[Collected data entries]
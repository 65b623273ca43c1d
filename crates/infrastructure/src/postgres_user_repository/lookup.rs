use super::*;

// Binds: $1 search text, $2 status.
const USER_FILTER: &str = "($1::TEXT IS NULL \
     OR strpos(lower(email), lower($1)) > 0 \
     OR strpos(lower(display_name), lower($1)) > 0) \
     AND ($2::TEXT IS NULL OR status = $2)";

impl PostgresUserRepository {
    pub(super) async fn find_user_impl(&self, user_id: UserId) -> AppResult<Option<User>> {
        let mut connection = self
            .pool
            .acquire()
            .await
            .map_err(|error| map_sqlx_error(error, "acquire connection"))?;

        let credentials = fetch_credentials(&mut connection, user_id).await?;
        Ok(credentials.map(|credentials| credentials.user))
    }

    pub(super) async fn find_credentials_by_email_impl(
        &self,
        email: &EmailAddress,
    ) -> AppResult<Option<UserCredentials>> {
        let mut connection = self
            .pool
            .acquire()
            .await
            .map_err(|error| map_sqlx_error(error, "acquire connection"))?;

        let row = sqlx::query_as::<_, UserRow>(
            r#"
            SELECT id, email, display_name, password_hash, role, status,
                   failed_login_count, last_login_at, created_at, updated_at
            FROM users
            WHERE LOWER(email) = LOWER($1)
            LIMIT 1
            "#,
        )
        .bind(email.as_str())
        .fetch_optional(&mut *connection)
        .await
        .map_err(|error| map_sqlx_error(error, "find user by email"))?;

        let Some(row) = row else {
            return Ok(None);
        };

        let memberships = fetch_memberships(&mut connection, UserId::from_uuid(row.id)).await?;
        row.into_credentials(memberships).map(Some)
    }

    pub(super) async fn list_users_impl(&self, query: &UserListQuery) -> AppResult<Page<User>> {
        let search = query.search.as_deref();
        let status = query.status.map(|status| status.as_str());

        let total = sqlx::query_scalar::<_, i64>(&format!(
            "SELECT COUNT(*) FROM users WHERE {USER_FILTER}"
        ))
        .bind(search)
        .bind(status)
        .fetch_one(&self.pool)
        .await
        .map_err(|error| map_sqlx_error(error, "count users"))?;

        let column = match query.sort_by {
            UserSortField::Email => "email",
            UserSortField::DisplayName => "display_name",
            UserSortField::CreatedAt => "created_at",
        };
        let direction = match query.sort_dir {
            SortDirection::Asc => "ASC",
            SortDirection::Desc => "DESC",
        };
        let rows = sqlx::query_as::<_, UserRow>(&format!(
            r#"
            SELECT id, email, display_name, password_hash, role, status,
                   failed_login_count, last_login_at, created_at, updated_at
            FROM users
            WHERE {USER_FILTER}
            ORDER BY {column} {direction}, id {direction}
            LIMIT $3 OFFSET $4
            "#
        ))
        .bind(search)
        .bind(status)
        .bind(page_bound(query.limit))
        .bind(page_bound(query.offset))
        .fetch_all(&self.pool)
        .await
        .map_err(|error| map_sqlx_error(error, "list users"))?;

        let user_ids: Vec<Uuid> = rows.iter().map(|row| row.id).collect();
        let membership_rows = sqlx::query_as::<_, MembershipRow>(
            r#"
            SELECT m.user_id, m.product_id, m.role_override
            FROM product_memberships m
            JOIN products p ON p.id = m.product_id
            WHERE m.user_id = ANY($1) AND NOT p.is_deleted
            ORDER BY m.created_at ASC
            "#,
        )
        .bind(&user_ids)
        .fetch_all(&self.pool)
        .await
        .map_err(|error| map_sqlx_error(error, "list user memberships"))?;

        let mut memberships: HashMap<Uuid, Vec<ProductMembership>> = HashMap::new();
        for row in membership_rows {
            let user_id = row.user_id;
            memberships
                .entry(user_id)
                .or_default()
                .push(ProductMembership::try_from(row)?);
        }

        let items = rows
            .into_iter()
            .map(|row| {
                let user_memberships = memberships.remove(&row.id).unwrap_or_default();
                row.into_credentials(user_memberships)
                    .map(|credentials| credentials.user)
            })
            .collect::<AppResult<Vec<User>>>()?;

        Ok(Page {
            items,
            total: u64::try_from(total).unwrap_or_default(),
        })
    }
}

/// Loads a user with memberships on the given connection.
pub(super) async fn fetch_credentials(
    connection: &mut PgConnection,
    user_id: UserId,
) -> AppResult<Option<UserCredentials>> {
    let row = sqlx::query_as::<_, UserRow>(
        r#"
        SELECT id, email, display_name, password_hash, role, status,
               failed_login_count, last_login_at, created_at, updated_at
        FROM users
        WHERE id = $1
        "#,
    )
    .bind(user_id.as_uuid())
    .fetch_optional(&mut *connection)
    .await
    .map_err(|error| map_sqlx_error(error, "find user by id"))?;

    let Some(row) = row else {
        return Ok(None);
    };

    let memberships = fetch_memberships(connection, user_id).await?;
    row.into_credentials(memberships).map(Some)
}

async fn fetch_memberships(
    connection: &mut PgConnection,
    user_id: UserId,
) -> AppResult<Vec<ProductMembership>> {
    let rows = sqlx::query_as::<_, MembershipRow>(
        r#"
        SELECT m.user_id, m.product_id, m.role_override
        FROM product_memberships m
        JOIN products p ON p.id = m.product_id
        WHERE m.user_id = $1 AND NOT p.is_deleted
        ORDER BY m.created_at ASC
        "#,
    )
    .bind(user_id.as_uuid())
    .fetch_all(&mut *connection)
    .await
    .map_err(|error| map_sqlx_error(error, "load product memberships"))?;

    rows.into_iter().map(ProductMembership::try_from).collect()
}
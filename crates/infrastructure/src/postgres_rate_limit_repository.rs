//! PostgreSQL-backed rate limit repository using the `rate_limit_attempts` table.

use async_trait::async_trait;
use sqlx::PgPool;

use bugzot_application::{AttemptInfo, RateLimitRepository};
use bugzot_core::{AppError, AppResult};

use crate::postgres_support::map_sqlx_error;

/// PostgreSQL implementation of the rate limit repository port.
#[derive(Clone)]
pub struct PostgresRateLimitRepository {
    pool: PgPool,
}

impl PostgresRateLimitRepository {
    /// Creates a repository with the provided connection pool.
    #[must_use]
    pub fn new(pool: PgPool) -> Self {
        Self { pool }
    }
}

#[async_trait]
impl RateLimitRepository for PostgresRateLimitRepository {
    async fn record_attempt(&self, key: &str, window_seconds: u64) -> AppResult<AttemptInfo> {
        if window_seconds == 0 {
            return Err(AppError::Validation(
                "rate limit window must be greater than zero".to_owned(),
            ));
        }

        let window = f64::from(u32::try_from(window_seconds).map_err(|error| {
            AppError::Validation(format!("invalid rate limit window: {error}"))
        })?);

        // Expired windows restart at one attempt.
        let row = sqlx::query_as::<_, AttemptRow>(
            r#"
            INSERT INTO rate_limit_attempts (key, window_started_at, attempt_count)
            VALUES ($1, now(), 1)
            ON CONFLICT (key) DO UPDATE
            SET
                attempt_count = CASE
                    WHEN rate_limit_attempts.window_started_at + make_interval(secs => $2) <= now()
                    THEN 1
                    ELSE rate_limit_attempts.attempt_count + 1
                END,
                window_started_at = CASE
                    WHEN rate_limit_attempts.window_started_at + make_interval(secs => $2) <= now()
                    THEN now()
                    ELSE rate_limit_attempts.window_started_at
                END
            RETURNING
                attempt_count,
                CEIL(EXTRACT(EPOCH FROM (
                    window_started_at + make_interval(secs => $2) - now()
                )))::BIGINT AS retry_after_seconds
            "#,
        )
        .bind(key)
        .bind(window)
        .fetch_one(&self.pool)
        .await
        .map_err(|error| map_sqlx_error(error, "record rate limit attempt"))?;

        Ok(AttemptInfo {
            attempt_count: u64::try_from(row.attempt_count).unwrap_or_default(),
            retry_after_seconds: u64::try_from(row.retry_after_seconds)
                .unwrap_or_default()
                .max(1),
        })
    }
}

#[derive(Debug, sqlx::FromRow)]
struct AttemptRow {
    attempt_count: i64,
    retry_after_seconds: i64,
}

# Exercise objective
Above are the entries. Output exactly the lines beginning with the line that has "use crate::postgres_support::map_sqlx_error;" and ending with the line that has "if window_seconds == 0".

# Exercise solution
use crate::postgres_support::map_sqlx_error;

/// PostgreSQL implementation of the rate limit repository port.
#[derive(Clone)]
pub struct PostgresRateLimitRepository {
    pool: PgPool,
}

impl PostgresRateLimitRepository {
    /// Creates a repository with the provided connection pool.
    #[must_use]
    pub fn new(pool: PgPool) -> Self {
        Self { pool }
    }
}

#[async_trait]
impl RateLimitRepository for PostgresRateLimitRepository {
    async fn record_attempt(&self, key: &str, window_seconds: u64) -> AppResult<AttemptInfo> {
        if window_seconds == 0 {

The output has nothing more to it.